### TASK TO COMPLETE:
The required answer is every line of the data containing the word "TrainArgs".

### RECORDS SHOWN:
◇ ◇ ◇

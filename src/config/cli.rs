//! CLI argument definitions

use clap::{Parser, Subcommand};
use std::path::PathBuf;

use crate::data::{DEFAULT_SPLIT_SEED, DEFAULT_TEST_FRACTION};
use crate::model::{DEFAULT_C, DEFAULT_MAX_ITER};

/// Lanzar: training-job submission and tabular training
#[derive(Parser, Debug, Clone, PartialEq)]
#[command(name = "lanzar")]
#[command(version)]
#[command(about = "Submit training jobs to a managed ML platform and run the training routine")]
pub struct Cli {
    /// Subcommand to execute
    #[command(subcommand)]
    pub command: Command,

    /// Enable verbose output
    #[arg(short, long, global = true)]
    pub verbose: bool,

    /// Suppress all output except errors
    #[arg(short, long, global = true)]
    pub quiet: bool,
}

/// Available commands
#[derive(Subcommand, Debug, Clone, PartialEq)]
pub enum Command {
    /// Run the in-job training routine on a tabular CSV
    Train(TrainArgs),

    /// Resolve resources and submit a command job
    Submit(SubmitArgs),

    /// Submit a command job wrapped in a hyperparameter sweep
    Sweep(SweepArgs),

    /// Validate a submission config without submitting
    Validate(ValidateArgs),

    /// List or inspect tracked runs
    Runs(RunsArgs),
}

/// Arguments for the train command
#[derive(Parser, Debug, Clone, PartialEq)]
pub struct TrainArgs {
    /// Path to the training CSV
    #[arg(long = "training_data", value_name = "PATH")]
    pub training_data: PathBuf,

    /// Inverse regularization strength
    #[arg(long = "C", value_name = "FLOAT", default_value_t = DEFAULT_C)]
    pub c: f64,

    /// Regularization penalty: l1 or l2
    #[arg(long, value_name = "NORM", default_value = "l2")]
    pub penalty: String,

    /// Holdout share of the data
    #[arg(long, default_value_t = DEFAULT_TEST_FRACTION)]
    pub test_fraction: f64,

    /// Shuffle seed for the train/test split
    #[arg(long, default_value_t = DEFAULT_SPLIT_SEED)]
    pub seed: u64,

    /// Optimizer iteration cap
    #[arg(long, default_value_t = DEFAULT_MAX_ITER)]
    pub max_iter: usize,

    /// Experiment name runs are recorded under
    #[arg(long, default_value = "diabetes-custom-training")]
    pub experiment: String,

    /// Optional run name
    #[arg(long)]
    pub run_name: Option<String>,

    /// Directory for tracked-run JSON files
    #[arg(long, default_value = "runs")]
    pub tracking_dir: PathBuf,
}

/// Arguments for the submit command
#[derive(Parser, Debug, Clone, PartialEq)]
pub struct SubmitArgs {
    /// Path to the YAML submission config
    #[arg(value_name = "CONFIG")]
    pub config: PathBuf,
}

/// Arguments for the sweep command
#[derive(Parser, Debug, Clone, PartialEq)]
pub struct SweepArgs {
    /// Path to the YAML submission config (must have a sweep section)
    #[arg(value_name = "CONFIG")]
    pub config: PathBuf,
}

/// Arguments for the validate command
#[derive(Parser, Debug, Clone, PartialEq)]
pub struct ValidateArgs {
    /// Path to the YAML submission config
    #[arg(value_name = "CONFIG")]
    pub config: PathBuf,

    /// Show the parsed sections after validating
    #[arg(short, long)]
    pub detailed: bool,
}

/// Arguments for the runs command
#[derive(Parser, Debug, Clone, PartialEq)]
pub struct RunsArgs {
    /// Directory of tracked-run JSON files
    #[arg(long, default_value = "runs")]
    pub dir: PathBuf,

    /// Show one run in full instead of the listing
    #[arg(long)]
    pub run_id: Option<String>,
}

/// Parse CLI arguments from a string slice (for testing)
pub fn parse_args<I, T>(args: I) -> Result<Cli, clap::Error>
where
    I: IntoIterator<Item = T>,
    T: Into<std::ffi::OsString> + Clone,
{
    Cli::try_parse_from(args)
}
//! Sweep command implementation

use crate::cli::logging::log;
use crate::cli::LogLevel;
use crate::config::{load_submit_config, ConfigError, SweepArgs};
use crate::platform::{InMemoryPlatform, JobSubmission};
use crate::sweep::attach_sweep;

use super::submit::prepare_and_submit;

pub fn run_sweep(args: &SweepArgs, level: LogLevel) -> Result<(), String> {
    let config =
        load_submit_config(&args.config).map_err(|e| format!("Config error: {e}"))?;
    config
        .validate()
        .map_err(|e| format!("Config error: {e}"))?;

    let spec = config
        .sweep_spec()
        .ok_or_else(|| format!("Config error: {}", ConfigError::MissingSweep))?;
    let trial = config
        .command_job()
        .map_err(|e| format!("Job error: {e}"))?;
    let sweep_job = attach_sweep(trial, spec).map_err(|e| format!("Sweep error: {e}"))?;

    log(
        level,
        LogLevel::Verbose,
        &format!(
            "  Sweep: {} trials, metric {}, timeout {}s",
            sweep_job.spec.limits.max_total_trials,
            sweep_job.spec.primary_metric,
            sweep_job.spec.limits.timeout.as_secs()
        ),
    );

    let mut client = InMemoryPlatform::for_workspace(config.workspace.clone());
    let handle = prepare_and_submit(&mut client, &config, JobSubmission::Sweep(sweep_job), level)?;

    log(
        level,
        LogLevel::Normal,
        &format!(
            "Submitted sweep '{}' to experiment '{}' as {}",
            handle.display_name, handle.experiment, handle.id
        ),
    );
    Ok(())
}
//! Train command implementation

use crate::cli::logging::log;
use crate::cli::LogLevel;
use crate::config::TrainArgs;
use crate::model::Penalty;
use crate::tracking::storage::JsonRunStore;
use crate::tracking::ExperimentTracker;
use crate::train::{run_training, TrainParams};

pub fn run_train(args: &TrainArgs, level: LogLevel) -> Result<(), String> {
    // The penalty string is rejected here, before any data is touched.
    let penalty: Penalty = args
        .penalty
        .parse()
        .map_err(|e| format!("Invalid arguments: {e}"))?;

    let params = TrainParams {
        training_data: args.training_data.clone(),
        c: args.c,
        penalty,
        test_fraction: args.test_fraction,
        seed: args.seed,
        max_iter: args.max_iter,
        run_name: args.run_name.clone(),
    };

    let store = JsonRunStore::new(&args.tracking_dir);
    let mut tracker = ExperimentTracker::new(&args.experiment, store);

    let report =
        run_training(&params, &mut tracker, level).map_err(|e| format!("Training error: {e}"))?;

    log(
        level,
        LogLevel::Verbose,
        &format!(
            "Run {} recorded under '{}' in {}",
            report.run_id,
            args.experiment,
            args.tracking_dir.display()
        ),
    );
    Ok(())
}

◇ ◇ ◇

### RESULT OF THE TASK:
    Train(TrainArgs),
pub struct TrainArgs {
use crate::config::TrainArgs;
pub fn run_train(args: &TrainArgs, level: LogLevel) -> Result<(), String> {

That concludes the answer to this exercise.